PROBLEM REQUIREMENTS:
How many of the lines below include "ClarificationEngine"? Give the number and no other words.

SOURCE DATA:
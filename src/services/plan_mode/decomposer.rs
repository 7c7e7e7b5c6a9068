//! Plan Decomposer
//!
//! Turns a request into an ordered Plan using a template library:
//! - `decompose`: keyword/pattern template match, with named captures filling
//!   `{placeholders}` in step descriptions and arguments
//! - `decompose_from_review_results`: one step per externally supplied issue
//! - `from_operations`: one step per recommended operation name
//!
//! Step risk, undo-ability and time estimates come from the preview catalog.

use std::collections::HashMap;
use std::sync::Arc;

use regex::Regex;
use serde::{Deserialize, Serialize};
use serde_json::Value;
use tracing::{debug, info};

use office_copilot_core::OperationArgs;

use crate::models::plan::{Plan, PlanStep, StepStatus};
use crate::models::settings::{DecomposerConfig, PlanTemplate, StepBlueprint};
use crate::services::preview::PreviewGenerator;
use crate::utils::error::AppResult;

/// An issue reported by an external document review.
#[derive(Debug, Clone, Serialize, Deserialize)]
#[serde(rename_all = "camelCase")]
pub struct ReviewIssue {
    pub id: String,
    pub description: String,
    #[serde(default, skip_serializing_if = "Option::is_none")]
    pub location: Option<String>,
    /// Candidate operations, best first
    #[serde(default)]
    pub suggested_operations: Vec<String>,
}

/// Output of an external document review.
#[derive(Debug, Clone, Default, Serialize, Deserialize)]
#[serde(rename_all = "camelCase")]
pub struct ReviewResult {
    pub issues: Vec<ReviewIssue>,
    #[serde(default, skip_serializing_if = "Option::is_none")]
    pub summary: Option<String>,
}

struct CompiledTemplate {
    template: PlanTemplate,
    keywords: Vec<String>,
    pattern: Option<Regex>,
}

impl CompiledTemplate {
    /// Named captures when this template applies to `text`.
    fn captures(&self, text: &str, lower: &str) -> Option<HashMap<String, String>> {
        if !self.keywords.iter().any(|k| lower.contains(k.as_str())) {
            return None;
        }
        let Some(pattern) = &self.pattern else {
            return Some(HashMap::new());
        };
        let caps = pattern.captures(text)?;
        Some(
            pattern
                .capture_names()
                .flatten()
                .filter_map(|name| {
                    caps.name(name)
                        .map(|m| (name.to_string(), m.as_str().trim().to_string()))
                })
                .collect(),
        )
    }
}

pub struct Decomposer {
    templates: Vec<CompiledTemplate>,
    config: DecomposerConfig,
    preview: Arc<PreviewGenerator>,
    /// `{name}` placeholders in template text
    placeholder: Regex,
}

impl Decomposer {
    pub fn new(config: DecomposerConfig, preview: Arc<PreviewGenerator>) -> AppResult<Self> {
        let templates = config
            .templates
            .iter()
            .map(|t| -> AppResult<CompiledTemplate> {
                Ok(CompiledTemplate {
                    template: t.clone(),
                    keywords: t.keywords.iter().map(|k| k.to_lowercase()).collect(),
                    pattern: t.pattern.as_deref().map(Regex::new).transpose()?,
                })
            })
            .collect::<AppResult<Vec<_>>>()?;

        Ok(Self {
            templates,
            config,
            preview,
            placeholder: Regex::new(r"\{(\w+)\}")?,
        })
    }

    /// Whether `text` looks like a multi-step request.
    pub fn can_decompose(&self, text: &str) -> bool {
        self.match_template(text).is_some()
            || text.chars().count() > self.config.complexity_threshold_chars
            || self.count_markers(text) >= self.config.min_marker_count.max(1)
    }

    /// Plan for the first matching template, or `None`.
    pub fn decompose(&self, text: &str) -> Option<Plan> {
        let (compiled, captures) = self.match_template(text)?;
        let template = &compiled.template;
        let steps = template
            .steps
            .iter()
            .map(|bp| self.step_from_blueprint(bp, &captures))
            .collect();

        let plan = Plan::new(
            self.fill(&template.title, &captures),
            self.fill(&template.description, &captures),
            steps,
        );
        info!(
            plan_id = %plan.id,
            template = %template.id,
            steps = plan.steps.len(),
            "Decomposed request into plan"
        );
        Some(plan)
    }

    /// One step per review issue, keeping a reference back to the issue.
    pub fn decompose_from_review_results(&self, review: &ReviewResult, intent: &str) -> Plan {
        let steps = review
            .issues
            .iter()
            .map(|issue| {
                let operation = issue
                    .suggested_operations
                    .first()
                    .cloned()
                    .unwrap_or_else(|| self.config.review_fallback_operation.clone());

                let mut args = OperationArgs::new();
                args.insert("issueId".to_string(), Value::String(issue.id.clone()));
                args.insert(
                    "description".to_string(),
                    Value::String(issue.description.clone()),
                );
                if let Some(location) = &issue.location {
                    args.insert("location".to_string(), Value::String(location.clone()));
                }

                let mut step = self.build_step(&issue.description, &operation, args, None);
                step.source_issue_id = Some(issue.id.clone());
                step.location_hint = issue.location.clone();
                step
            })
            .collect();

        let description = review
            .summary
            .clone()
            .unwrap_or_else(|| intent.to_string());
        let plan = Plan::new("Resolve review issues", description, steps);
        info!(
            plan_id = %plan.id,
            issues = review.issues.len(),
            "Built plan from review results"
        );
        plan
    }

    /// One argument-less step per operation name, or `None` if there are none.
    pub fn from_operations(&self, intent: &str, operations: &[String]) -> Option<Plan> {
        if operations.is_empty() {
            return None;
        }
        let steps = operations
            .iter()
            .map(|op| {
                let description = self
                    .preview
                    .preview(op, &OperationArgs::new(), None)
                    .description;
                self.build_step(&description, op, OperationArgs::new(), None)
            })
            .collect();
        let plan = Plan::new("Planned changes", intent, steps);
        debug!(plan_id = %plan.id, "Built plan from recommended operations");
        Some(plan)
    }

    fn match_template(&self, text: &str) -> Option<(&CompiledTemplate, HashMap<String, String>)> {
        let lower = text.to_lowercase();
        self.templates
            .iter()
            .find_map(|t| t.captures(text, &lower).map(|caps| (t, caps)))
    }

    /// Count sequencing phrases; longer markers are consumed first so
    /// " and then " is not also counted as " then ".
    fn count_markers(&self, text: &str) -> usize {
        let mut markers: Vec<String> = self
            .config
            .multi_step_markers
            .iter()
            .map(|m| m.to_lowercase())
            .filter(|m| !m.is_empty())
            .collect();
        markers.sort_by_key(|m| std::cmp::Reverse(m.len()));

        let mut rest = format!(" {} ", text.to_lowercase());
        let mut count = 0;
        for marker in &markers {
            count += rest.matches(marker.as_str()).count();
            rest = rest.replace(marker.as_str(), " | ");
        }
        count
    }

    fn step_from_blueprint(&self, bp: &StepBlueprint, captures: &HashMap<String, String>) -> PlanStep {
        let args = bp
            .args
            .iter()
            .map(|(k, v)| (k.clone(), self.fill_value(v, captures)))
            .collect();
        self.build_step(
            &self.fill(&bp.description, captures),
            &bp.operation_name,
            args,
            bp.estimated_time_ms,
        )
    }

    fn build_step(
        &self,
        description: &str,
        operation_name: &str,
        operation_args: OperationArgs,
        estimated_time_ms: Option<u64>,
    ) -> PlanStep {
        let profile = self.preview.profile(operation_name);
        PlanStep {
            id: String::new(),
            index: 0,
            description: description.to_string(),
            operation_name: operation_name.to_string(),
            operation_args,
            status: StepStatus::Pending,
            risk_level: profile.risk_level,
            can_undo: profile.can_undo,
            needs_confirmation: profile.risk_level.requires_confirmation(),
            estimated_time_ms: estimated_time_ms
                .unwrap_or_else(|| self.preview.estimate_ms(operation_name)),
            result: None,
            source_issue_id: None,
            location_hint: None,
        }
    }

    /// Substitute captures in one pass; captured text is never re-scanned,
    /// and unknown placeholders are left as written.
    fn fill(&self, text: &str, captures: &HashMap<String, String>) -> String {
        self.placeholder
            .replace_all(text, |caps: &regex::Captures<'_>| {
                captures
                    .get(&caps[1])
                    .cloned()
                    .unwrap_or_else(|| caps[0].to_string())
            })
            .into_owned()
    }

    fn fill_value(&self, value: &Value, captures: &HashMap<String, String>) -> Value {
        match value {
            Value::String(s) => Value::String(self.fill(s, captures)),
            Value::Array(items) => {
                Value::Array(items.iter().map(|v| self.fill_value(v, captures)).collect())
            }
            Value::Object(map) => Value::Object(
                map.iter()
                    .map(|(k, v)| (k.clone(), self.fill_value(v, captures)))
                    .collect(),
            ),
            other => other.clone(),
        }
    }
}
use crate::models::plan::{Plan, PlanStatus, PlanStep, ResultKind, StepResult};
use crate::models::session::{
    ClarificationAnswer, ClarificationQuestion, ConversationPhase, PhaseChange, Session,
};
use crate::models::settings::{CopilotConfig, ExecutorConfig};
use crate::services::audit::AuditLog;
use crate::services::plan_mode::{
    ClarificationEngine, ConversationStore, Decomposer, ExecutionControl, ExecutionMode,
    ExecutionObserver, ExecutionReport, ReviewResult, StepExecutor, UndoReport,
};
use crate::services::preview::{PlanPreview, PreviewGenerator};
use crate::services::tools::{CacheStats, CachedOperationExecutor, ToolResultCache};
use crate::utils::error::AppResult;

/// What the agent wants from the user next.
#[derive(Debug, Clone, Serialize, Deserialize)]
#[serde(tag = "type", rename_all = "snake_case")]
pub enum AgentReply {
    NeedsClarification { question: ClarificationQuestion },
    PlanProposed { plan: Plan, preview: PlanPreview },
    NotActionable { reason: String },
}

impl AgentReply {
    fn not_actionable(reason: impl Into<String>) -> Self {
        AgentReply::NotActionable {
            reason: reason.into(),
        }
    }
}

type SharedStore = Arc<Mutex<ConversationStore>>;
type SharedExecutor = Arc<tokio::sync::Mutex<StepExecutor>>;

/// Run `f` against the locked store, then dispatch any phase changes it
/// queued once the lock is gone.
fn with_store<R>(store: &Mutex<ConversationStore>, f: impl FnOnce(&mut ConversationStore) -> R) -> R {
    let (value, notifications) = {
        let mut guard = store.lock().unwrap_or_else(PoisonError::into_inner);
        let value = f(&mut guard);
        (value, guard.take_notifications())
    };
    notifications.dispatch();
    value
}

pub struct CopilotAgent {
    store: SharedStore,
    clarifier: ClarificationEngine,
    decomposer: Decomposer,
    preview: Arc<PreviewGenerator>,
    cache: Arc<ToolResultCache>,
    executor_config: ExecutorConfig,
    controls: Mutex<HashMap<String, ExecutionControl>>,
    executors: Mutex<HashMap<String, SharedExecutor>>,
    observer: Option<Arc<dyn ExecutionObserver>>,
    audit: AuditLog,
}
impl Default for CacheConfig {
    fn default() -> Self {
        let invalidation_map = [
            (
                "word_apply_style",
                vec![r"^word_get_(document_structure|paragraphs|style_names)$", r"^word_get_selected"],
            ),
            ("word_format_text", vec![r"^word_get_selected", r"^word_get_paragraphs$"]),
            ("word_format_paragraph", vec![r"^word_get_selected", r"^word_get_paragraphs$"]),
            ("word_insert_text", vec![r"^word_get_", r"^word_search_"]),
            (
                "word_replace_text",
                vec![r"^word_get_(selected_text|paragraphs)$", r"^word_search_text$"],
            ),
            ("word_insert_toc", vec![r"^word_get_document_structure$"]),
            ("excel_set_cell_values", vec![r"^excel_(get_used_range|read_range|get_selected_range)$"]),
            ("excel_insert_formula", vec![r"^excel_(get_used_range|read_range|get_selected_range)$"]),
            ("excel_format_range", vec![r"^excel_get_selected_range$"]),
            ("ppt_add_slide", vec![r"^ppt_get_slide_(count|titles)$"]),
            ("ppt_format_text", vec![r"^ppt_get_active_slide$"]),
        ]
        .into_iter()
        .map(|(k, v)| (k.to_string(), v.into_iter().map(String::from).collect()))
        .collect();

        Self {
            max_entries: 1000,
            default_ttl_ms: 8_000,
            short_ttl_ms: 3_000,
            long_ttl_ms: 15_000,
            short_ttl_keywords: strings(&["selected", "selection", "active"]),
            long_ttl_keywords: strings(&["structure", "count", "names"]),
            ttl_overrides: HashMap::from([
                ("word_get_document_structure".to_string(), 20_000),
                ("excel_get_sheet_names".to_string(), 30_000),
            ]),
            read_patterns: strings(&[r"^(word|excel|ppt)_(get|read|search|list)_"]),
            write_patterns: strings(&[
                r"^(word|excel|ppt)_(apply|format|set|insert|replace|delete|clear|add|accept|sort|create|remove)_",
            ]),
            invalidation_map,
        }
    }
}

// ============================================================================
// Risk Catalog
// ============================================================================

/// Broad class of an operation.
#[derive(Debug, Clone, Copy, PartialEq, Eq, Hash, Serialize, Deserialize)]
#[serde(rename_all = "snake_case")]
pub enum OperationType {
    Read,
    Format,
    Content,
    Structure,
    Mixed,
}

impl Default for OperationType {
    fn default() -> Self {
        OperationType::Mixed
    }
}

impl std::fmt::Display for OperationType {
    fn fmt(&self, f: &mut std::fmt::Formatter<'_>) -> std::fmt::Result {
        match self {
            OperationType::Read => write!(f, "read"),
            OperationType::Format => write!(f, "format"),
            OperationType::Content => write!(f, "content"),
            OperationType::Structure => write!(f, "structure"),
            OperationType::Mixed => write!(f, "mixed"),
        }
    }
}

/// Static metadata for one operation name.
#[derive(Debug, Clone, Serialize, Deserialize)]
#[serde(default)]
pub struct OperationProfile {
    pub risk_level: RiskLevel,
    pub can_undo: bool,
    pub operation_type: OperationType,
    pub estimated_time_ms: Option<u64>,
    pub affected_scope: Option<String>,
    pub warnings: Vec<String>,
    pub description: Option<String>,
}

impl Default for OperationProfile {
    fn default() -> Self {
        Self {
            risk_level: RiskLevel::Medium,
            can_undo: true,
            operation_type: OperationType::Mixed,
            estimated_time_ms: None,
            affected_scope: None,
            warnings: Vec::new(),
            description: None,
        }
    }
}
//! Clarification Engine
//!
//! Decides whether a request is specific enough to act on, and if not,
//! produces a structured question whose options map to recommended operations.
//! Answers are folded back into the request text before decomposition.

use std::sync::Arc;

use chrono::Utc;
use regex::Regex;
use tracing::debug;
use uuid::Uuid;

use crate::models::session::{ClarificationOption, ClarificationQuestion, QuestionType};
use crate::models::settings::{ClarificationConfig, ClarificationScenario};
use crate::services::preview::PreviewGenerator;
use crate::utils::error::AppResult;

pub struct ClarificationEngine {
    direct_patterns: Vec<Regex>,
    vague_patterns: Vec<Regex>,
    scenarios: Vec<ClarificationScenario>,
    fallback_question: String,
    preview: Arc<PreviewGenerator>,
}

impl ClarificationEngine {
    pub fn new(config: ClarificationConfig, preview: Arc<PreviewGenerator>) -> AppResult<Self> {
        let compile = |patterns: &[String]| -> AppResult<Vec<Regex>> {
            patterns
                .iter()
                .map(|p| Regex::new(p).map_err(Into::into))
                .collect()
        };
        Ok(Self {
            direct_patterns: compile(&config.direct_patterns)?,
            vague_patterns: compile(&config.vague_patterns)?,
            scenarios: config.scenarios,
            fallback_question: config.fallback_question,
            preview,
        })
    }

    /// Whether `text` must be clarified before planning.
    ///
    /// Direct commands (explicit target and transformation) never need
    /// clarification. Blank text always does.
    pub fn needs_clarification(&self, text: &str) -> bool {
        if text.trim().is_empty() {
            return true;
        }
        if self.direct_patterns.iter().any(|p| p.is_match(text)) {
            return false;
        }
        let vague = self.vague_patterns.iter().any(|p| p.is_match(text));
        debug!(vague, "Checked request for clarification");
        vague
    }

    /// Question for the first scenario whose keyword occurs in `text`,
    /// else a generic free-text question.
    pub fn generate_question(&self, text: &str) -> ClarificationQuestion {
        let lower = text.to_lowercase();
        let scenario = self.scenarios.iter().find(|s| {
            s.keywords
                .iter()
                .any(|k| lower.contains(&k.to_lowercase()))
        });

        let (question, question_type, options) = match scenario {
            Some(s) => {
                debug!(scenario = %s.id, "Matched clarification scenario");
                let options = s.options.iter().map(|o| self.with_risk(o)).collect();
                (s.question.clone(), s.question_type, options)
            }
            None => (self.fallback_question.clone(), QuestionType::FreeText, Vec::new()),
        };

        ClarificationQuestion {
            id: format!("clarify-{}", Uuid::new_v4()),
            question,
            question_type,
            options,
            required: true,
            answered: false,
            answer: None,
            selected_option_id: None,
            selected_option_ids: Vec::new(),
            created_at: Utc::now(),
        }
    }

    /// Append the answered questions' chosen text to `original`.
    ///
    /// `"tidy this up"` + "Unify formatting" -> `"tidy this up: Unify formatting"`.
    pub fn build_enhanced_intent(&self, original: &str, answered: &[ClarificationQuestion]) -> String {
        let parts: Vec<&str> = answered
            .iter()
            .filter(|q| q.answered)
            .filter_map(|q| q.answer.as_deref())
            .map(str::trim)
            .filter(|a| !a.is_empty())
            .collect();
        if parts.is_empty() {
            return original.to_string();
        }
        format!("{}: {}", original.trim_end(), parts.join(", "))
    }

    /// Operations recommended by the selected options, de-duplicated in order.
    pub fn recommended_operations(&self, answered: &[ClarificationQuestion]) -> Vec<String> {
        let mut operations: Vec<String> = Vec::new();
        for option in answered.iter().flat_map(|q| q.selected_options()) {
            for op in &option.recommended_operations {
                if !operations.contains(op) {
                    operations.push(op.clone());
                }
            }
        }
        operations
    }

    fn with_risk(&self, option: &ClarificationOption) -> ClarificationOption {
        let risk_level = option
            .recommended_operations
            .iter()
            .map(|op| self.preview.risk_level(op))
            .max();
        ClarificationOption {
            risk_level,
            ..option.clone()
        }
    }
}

REPLY TO THE TASK:
4